Fig. 1.

Ablation of Vps34 leads to defective autophagosome formation and endocytic protein turnover in MEFs. (A) PCR analysis with the Pik3c3-5′ and 3′ arm primers (Fig. S1) using genomic DNA isolated from MEFs generated from Vps34^+/f breeding pair. (B) MEFs were observed by phase/contrast microscopy upon control or Cre infection for 6 d. Representative images are shown. (C) MEFs infected with vector control or Cre were left in full medium or serum starved for 6 h and observed by EM. Large-sized empty vacuoles are observed in Vps34-null MEFs representing single-membraned swollen endosomes/lysosomes. Serum starvation induced the appearance of autophagosomes in wild-type, but not Vps34-null MEFs.

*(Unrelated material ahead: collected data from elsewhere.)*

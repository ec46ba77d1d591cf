// Skill catalog with the stunts unlocked by extra successes.
use crate::character::Attribute;
use crate::dice::RollSummary;

// Successes needed before stunts are on the table.
pub const STUNT_THRESHOLD: u32 = 2;

#[derive(Debug, Clone, Copy, PartialEq, Eq)]
pub struct Stunt {
    pub id: &'static str,
    pub name: &'static str,
    pub description: &'static str,
}

#[derive(Debug, Clone, Copy, PartialEq, Eq)]
pub struct SkillInfo {
    pub id: &'static str,
    pub name: &'static str,
    pub attribute: Attribute,
    pub description: &'static str,
    pub specialist: bool,
    pub stunts: &'static [Stunt],
}

impl SkillInfo {
    // Stunts the player may pick from after this roll, if any.
    pub fn available_stunts(&self, summary: &RollSummary) -> &'static [Stunt] {
        if summary.success_count >= STUNT_THRESHOLD {
            self.stunts
        } else {
            &[]
        }
    }
}

pub fn find_skill(id: &str) -> Option<&'static SkillInfo> {
    SKILLS.iter().find(|skill| skill.id == id)
}

pub fn base_skills() -> impl Iterator<Item = &'static SkillInfo> {
    SKILLS.iter().filter(|skill| !skill.specialist)
}

pub fn specialist_skills() -> impl Iterator<Item = &'static SkillInfo> {
    SKILLS.iter().filter(|skill| skill.specialist)
}

pub static SKILLS: &[SkillInfo] = &[
    SkillInfo {
        id: "endure",
        name: "Endure",
        attribute: Attribute::Strength,
        description: "Hold out through hunger, cold and exhaustion.",
        specialist: false,
        stunts: &[Stunt {
            id: "endure-1",
            name: "Help an Ally",
            description: "Each extra success carries one companion in the same situation along with you.",
        }],
    },
    SkillInfo {
        id: "force",
        name: "Force",
        attribute: Attribute::Strength,
        description: "Lift, shove or break heavy things.",
        specialist: false,
        stunts: &[
            Stunt {
                id: "force-1",
                name: "Push or Throw Object Forcefully",
                description: "A target within arm's length takes damage equal to the extra successes.",
            },
            Stunt {
                id: "force-2",
                name: "Find Hidden Passages",
                description: "Clearing the debris reveals a hidden passage or object.",
            },
        ],
    },
    SkillInfo {
        id: "fight",
        name: "Fight",
        attribute: Attribute::Strength,
        description: "Close combat, armed or bare-handed.",
        specialist: false,
        stunts: &[
            Stunt {
                id: "fight-1",
                name: "More Damage",
                description: "Inflict one more point of damage.",
            },
            Stunt {
                id: "fight-2",
                name: "Fatigue",
                description: "The opponent suffers one point of fatigue.",
            },
            Stunt {
                id: "fight-3",
                name: "Increase Initiative Score",
                description: "Swap initiative with the opponent for the next round.",
            },
            Stunt {
                id: "fight-4",
                name: "Affect Object on Opponent",
                description: "Knock away or grab an item the opponent holds.",
            },
            Stunt {
                id: "fight-5",
                name: "Shove",
                description: "Knock the opponent to the ground.",
            },
            Stunt {
                id: "fight-6",
                name: "Grapple",
                description: "Pin the opponent, who must break free before acting.",
            },
        ],
    },
    SkillInfo {
        id: "shoot",
        name: "Shoot",
        attribute: Attribute::Agility,
        description: "Ranged attacks with firearms, bows and thrown weapons.",
        specialist: false,
        stunts: &[
            Stunt {
                id: "shoot-1",
                name: "Quick Shot",
                description: "Gain a free fast action.",
            },
            Stunt {
                id: "shoot-2",
                name: "Precise Shot",
                description: "Inflict one more point of damage.",
            },
            Stunt {
                id: "shoot-3",
                name: "Ricochet",
                description: "Hit a second target close to the first.",
            },
        ],
    },
    SkillInfo {
        id: "scout",
        name: "Scout",
        attribute: Attribute::Wits,
        description: "Spot and identify things at a distance.",
        specialist: false,
        stunts: &[
            Stunt {
                id: "scout-1",
                name: "Spot Weakness",
                description: "Learn one weakness of what you are watching.",
            },
            Stunt {
                id: "scout-2",
                name: "Find Path",
                description: "Spot a safe way toward or around the target.",
            },
            Stunt {
                id: "scout-3",
                name: "Predict Movement",
                description: "Learn where the target is heading.",
            },
        ],
    },
    SkillInfo {
        id: "sneak",
        name: "Sneak",
        attribute: Attribute::Agility,
        description: "Move unseen and unheard.",
        specialist: false,
        stunts: &[],
    },
    SkillInfo {
        id: "move",
        name: "Move",
        attribute: Attribute::Agility,
        description: "Run, climb, jump and keep your footing.",
        specialist: false,
        stunts: &[],
    },
    SkillInfo {
        id: "comprehend",
        name: "Comprehend",
        attribute: Attribute::Wits,
        description: "Make sense of old world texts and machines.",
        specialist: false,
        stunts: &[],
    },
    SkillInfo {
        id: "know-the-zone",
        name: "Know the Zone",
        attribute: Attribute::Wits,
        description: "Recognize the phenomena and creatures of the Zone.",
        specialist: false,
        stunts: &[],
    },
    SkillInfo {
        id: "sense-emotion",
        name: "Sense Emotion",
        attribute: Attribute::Empathy,
        description: "Read what someone feels or intends.",
        specialist: false,
        stunts: &[],
    },
    SkillInfo {
        id: "manipulate",
        name: "Manipulate",
        attribute: Attribute::Empathy,
        description: "Talk someone into doing what you want.",
        specialist: false,
        stunts: &[],
    },
    SkillInfo {
        id: "heal",
        name: "Heal",
        attribute: Attribute::Empathy,
        description: "Tend wounds and bring the broken back on their feet.",
        specialist: false,
        stunts: &[],
    },
    SkillInfo {
        id: "enforcer-intimidate",
        name: "Enforcer: Intimidate",
        attribute: Attribute::Strength,
        description: "Bend someone to your will with a credible threat.",
        specialist: true,
        stunts: &[Stunt {
            id: "enforcer-intimidate-stunt-1",
            name: "Break Their Spirit",
            description: "The target suffers one point of doubt per extra success.",
        }],
    },
    SkillInfo {
        id: "gearhead-jury-rig",
        name: "Gearhead: Jury Rig",
        attribute: Attribute::Wits,
        description: "Build something useful out of scrap.",
        specialist: true,
        stunts: &[
            Stunt {
                id: "gearhead-jury-rig-stunt-1",
                name: "Durable",
                description: "The device lasts beyond a single use.",
            },
            Stunt {
                id: "gearhead-jury-rig-stunt-2",
                name: "Increased Gear Bonus",
                description: "The device's gear bonus goes up by one.",
            },
            Stunt {
                id: "gearhead-jury-rig-stunt-3",
                name: "Increased Weapon Damage",
                description: "A jury-rigged weapon deals one more damage.",
            },
        ],
    },
    SkillInfo {
        id: "stalker-find-the-path",
        name: "Stalker: Find the Path",
        attribute: Attribute::Agility,
        description: "Lead the way through the Zone.",
        specialist: true,
        stunts: &[
            Stunt {
                id: "stalker-find-the-path-stunt-1",
                name: "Find an Artifact",
                description: "Stumble upon an artifact along the way.",
            },
            Stunt {
                id: "stalker-find-the-path-stunt-2",
                name: "Assess Rot Level",
                description: "Learn the rot level of the sector ahead.",
            },
            Stunt {
                id: "stalker-find-the-path-stunt-3",
                name: "Rot-Free Path",
                description: "Find a path that avoids the rot.",
            },
        ],
    },
    SkillInfo {
        id: "fixer-make-a-deal",
        name: "Fixer: Make a Deal",
        attribute: Attribute::Empathy,
        description: "Trade to your advantage.",
        specialist: true,
        stunts: &[
            Stunt {
                id: "fixer-make-a-deal-stunt-1",
                name: "Deals on the Side: Get Bullets",
                description: "Pocket one extra bullet.",
            },
            Stunt {
                id: "fixer-make-a-deal-stunt-2",
                name: "Deals on the Side: Get Grub",
                description: "Pocket one extra ration of grub.",
            },
        ],
    },
    SkillInfo {
        id: "dog-handler-sic-a-dog",
        name: "Dog Handler: Sic a Dog",
        attribute: Attribute::Agility,
        description: "Send your dog to attack or track.",
        specialist: true,
        stunts: &[Stunt {
            id: "dog-handler-sic-a-dog-stunt-1",
            name: "Tracking: Extra Questions",
            description: "Ask the GM one more question about the tracked prey.",
        }],
    },
    SkillInfo {
        id: "chronicler-inspire",
        name: "Chronicler: Inspire",
        attribute: Attribute::Empathy,
        description: "Stir others to action with words or song.",
        specialist: true,
        stunts: &[
            Stunt {
                id: "chronicler-inspire-stunt-1",
                name: "Help: Modifications",
                description: "Give an ally one more bonus die.",
            },
            Stunt {
                id: "chronicler-inspire-stunt-2",
                name: "Hinder: Remove Successes",
                description: "Cancel one success of an opponent.",
            },
        ],
    },
    SkillInfo {
        id: "boss-command",
        name: "Boss: Command",
        attribute: Attribute::Wits,
        description: "Give orders your gang will follow.",
        specialist: true,
        stunts: &[
            Stunt {
                id: "boss-command-stunt-1",
                name: "Racketeering: Bullets",
                description: "The gang brings in one extra bullet.",
            },
            Stunt {
                id: "boss-command-stunt-2",
                name: "Racketeering: Grub",
                description: "The gang brings in one extra ration of grub.",
            },
        ],
    },
    SkillInfo {
        id: "grunt-shake-it-off",
        name: "Grunt: Shake It Off",
        attribute: Attribute::Strength,
        description: "Ignore the pain and keep going.",
        specialist: true,
        stunts: &[
            Stunt {
                id: "grunt-shake-it-off-stunt-1",
                name: "Reduce Trauma",
                description: "Heal one more point of trauma.",
            },
            Stunt {
                id: "grunt-shake-it-off-stunt-2",
                name: "Rebel: Extra Modifications",
                description: "Gain one more bonus die on your next roll.",
            },
        ],
    },
];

Quantification of the number of autophagosomes was obtained by counting 10–20 cells and the averages ± SEM are shown. (D and E) Endocytic EGFR degradation but not transferrin recycling is blocked in Vps34-null cells. (D) Vector control or Cre-infected MEFs were serum starved for 4 h and incubated with biotinylated-transferrin, then stripped and chased with unlabeled transferrin for the indicated times. Cells and culture media were collected and analyzed for biotinylated-transferrin levels. The relative amounts of intracellular transferrin at each time point was quantified by densitometry and normalized to that of time 0. (E) Vector control or Cre-infected MEFs were serum-starved overnight and stimulated with EGF (100 ng/mL) for the indicated times. EGFR protein level is quantified relative to Lamin B1.